» **Excerpted records**
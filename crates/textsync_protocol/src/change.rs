//! Change sets over plain text.
//!
//! A [`ChangeSet`] describes one editing transaction as a sequence of spans
//! that walk the *whole* base document: retained spans are copied, deleted
//! spans are dropped, inserted text is spliced in. Offsets and lengths count
//! `char`s (Unicode scalar values), never bytes.
//!
//! Besides applying to a document, change sets support the two operations the
//! reconciliation layer is built from:
//!
//! - [`ChangeSet::compose`]: `b` after `a` as a single change set.
//! - [`ChangeSet::map`]: rebase a change set over a concurrent one that starts
//!   from the same document.
//!
//! # Invariants
//!
//! - Spans are normalized: no empty spans, adjacent spans of one kind are
//!   merged, and an insertion adjacent to a deletion is stored first.
//! - `len_before()` equals the length of every document the set applies to.

use crate::error::{ProtocolError, ProtocolResult};

/// One span of a change set.
#[derive(Debug, Clone, PartialEq, Eq)]
pub enum Span {
    /// Keep the next `n` characters.
    Retain(usize),
    /// Remove the next `n` characters.
    Delete(usize),
    /// Insert text at the current position.
    Insert(String),
}

impl Span {
    /// Number of characters this span covers (inserted characters for inserts).
    pub fn len(&self) -> usize {
        match self {
            Span::Retain(n) | Span::Delete(n) => *n,
            Span::Insert(text) => char_len(text),
        }
    }

    /// Returns true for a zero-length span.
    pub fn is_empty(&self) -> bool {
        self.len() == 0
    }
}

/// An immutable, normalized sequence of spans produced by one transaction.
#[derive(Debug, Clone, PartialEq, Eq, Default)]
pub struct ChangeSet {
    spans: Vec<Span>,
    len_before: usize,
    len_after: usize,
}

impl ChangeSet {
    /// A change set that keeps a document of `len` characters as is.
    pub fn identity(len: usize) -> Self {
        let mut builder = ChangeSetBuilder::new();
        builder.retain(len);
        builder.finish()
    }

    /// Replaces `delete` characters at `at` with `text` in a document of `doc_len` characters.
    pub fn replace(doc_len: usize, at: usize, delete: usize, text: &str) -> ProtocolResult<Self> {
        let end = at.checked_add(delete).filter(|end| *end <= doc_len).ok_or_else(|| {
            ProtocolError::malformed(format!(
                "span {at}+{delete} out of bounds for document of length {doc_len}"
            ))
        })?;

        let mut builder = ChangeSetBuilder::new();
        builder
            .retain(at)
            .delete(delete)
            .insert(text)
            .retain(doc_len - end);
        Ok(builder.finish())
    }

    /// Inserts `text` at `at`.
    pub fn insert(doc_len: usize, at: usize, text: &str) -> ProtocolResult<Self> {
        Self::replace(doc_len, at, 0, text)
    }

    /// Deletes `count` characters starting at `at`.
    pub fn delete(doc_len: usize, at: usize, count: usize) -> ProtocolResult<Self> {
        Self::replace(doc_len, at, count, "")
    }

    /// Builds a normalized change set from arbitrary spans.
    pub fn from_spans(spans: impl IntoIterator<Item = Span>) -> Self {
        let mut builder = ChangeSetBuilder::new();
        for span in spans {
            builder.push(span);
        }
        builder.finish()
    }

    /// The normalized spans.
    pub fn spans(&self) -> &[Span] {
        &self.spans
    }

    /// Length of the document this set applies to.
    pub fn len_before(&self) -> usize {
        self.len_before
    }

    /// Length of the document this set produces.
    pub fn len_after(&self) -> usize {
        self.len_after
    }

    /// Returns true if applying this set leaves every document unchanged.
    pub fn is_empty(&self) -> bool {
        self.spans.iter().all(|span| matches!(span, Span::Retain(_)))
    }

    /// Applies the change set to `doc`.
    ///
    /// Fails without touching anything when the spans do not cover `doc`
    /// exactly, i.e. they address positions outside the document.
    pub fn apply(&self, doc: &str) -> ProtocolResult<String> {
        let doc_len = char_len(doc);
        if doc_len != self.len_before {
            return Err(ProtocolError::LengthMismatch {
                expected: self.len_before,
                actual: doc_len,
            });
        }

        let mut out = String::with_capacity(doc.len());
        let mut chars = doc.chars();
        for span in &self.spans {
            match span {
                Span::Retain(n) => out.extend(chars.by_ref().take(*n)),
                Span::Delete(n) => {
                    chars.by_ref().take(*n).for_each(drop);
                }
                Span::Insert(text) => out.push_str(text),
            }
        }
        Ok(out)
    }

    /// Composes `self` with `other`, which must start from the document `self` produces.
    pub fn compose(&self, other: &ChangeSet) -> ProtocolResult<ChangeSet> {
        if self.len_after != other.len_before {
            return Err(ProtocolError::LengthMismatch {
                expected: self.len_after,
                actual: other.len_before,
            });
        }

        let mut out = ChangeSetBuilder::new();
        let mut a = Cursor::new(self);
        let mut b = Cursor::new(other);

        loop {
            match (&a.current, &b.current) {
                (None, None) => break,
                (Some(Span::Delete(n)), _) => {
                    out.delete(*n);
                    a.advance();
                }
                (_, Some(Span::Insert(text))) => {
                    out.insert(text);
                    b.advance();
                }
                (None, _) | (_, None) => {
                    return Err(ProtocolError::malformed("composed change sets do not line up"));
                }
                (Some(Span::Retain(x)), Some(Span::Retain(y))) => {
                    let n = (*x).min(*y);
                    out.retain(n);
                    a.consume(n);
                    b.consume(n);
                }
                (Some(Span::Retain(x)), Some(Span::Delete(y))) => {
                    let n = (*x).min(*y);
                    out.delete(n);
                    a.consume(n);
                    b.consume(n);
                }
                (Some(Span::Insert(text)), Some(Span::Retain(y))) => {
                    let n = char_len(text).min(*y);
                    let kept: String = text.chars().take(n).collect();
                    out.insert(&kept);
                    a.consume(n);
                    b.consume(n);
                }
                (Some(Span::Insert(text)), Some(Span::Delete(y))) => {
                    // Inserted by `self`, removed again by `other`.
                    let n = char_len(text).min(*y);
                    a.consume(n);
                    b.consume(n);
                }
            }
        }

        Ok(out.finish())
    }

    /// Rebases `self` over `other`; both must start from the same document.
    ///
    /// The result applies to the document `other` produces. Where both sets
    /// insert at the same position, `before` puts the insertion of `self`
    /// first; otherwise the insertion of `other` comes first.
    pub fn map(&self, other: &ChangeSet, before: bool) -> ProtocolResult<ChangeSet> {
        if self.len_before != other.len_before {
            return Err(ProtocolError::LengthMismatch {
                expected: other.len_before,
                actual: self.len_before,
            });
        }

        let mut out = ChangeSetBuilder::new();
        let mut a = Cursor::new(self);
        let mut b = Cursor::new(other);

        loop {
            match (&a.current, &b.current) {
                (None, None) => break,
                (
                    Some(Span::Insert(text)),
                    None | Some(Span::Retain(_)) | Some(Span::Delete(_)),
                ) => {
                    out.insert(text);
                    a.advance();
                }
                (Some(Span::Insert(text)), Some(Span::Insert(_))) if before => {
                    out.insert(text);
                    a.advance();
                }
                (_, Some(Span::Insert(text))) => {
                    out.retain(char_len(text));
                    b.advance();
                }
                (None, _) | (_, None) => {
                    return Err(ProtocolError::malformed("mapped change sets do not line up"));
                }
                (Some(Span::Retain(x)), Some(Span::Retain(y))) => {
                    let n = (*x).min(*y);
                    out.retain(n);
                    a.consume(n);
                    b.consume(n);
                }
                (Some(Span::Delete(x)), Some(Span::Delete(y))) => {
                    let n = (*x).min(*y);
                    a.consume(n);
                    b.consume(n);
                }
                (Some(Span::Delete(x)), Some(Span::Retain(y))) => {
                    let n = (*x).min(*y);
                    out.delete(n);
                    a.consume(n);
                    b.consume(n);
                }
                (Some(Span::Retain(x)), Some(Span::Delete(y))) => {
                    let n = (*x).min(*y);
                    a.consume(n);
                    b.consume(n);
                }
            }
        }

        Ok(out.finish())
    }
}

/// Incremental, normalizing constructor for [`ChangeSet`].
///
/// ```
/// use textsync_protocol::ChangeSetBuilder;
///
/// let mut builder = ChangeSetBuilder::new();
/// builder.retain(8).insert(" ").retain(4);
/// let changes = builder.finish();
///
/// assert_eq!(changes.apply("int main(){}").unwrap(), "int main() {}");
/// ```
#[derive(Debug, Default)]
pub struct ChangeSetBuilder {
    spans: Vec<Span>,
    len_before: usize,
    len_after: usize,
}

impl ChangeSetBuilder {
    /// Creates an empty builder.
    pub fn new() -> Self {
        Self::default()
    }

    /// Keeps the next `n` characters.
    pub fn retain(&mut self, n: usize) -> &mut Self {
        if n == 0 {
            return self;
        }
        self.len_before = self.len_before.saturating_add(n);
        self.len_after = self.len_after.saturating_add(n);
        match self.spans.last_mut() {
            Some(Span::Retain(last)) => *last = last.saturating_add(n),
            _ => self.spans.push(Span::Retain(n)),
        }
        self
    }

    /// Removes the next `n` characters.
    pub fn delete(&mut self, n: usize) -> &mut Self {
        if n == 0 {
            return self;
        }
        self.len_before = self.len_before.saturating_add(n);
        match self.spans.last_mut() {
            Some(Span::Delete(last)) => *last = last.saturating_add(n),
            _ => self.spans.push(Span::Delete(n)),
        }
        self
    }

    /// Inserts `text` at the current position.
    pub fn insert(&mut self, text: &str) -> &mut Self {
        if text.is_empty() {
            return self;
        }
        self.len_after = self.len_after.saturating_add(char_len(text));

        let n = self.spans.len();
        if matches!(self.spans.last(), Some(Span::Insert(_))) {
            if let Some(Span::Insert(last)) = self.spans.last_mut() {
                last.push_str(text);
            }
        } else if matches!(self.spans.last(), Some(Span::Delete(_))) {
            // Insertions sit before an adjacent deletion.
            match self.spans.get_mut(n.wrapping_sub(2)) {
                Some(Span::Insert(prev)) => prev.push_str(text),
                _ => self.spans.insert(n - 1, Span::Insert(text.to_owned())),
            }
        } else {
            self.spans.push(Span::Insert(text.to_owned()));
        }
        self
    }

    /// Appends an arbitrary span.
    pub fn push(&mut self, span: Span) -> &mut Self {
        match span {
            Span::Retain(n) => self.retain(n),
            Span::Delete(n) => self.delete(n),
            Span::Insert(text) => self.insert(&text),
        }
    }

    /// Returns the finished change set and resets the builder.
    pub fn finish(&mut self) -> ChangeSet {
        let builder = std::mem::take(self);
        ChangeSet {
            spans: builder.spans,
            len_before: builder.len_before,
            len_after: builder.len_after,
        }
    }
}

/// Walks the spans of a change set, splitting them as they are consumed.
struct Cursor<'a> {
    rest: std::slice::Iter<'a, Span>,
    current: Option<Span>,
}

impl<'a> Cursor<'a> {
    fn new(changes: &'a ChangeSet) -> Self {
        let mut rest = changes.spans.iter();
        let current = rest.next().cloned();
        Self { rest, current }
    }

    fn advance(&mut self) {
        self.current = self.rest.next().cloned();
    }

    /// Consumes `n` characters of the current span, keeping any remainder.
    fn consume(&mut self, n: usize) {
        match self.current.take() {
            Some(Span::Retain(len)) if len > n => self.current = Some(Span::Retain(len - n)),
            Some(Span::Delete(len)) if len > n => self.current = Some(Span::Delete(len - n)),
            Some(Span::Insert(text)) if char_len(&text) > n => {
                self.current = Some(Span::Insert(text.chars().skip(n).collect()));
            }
            _ => self.advance(),
        }
    }
}

pub(crate) fn char_len(text: &str) -> usize {
    text.chars().count()
}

» **Your assignment**
Return, from the material above, each line holding the string "kept".

» **Output for this exercise**
                    let kept: String = text.chars().take(n).collect();
                    out.insert(&kept);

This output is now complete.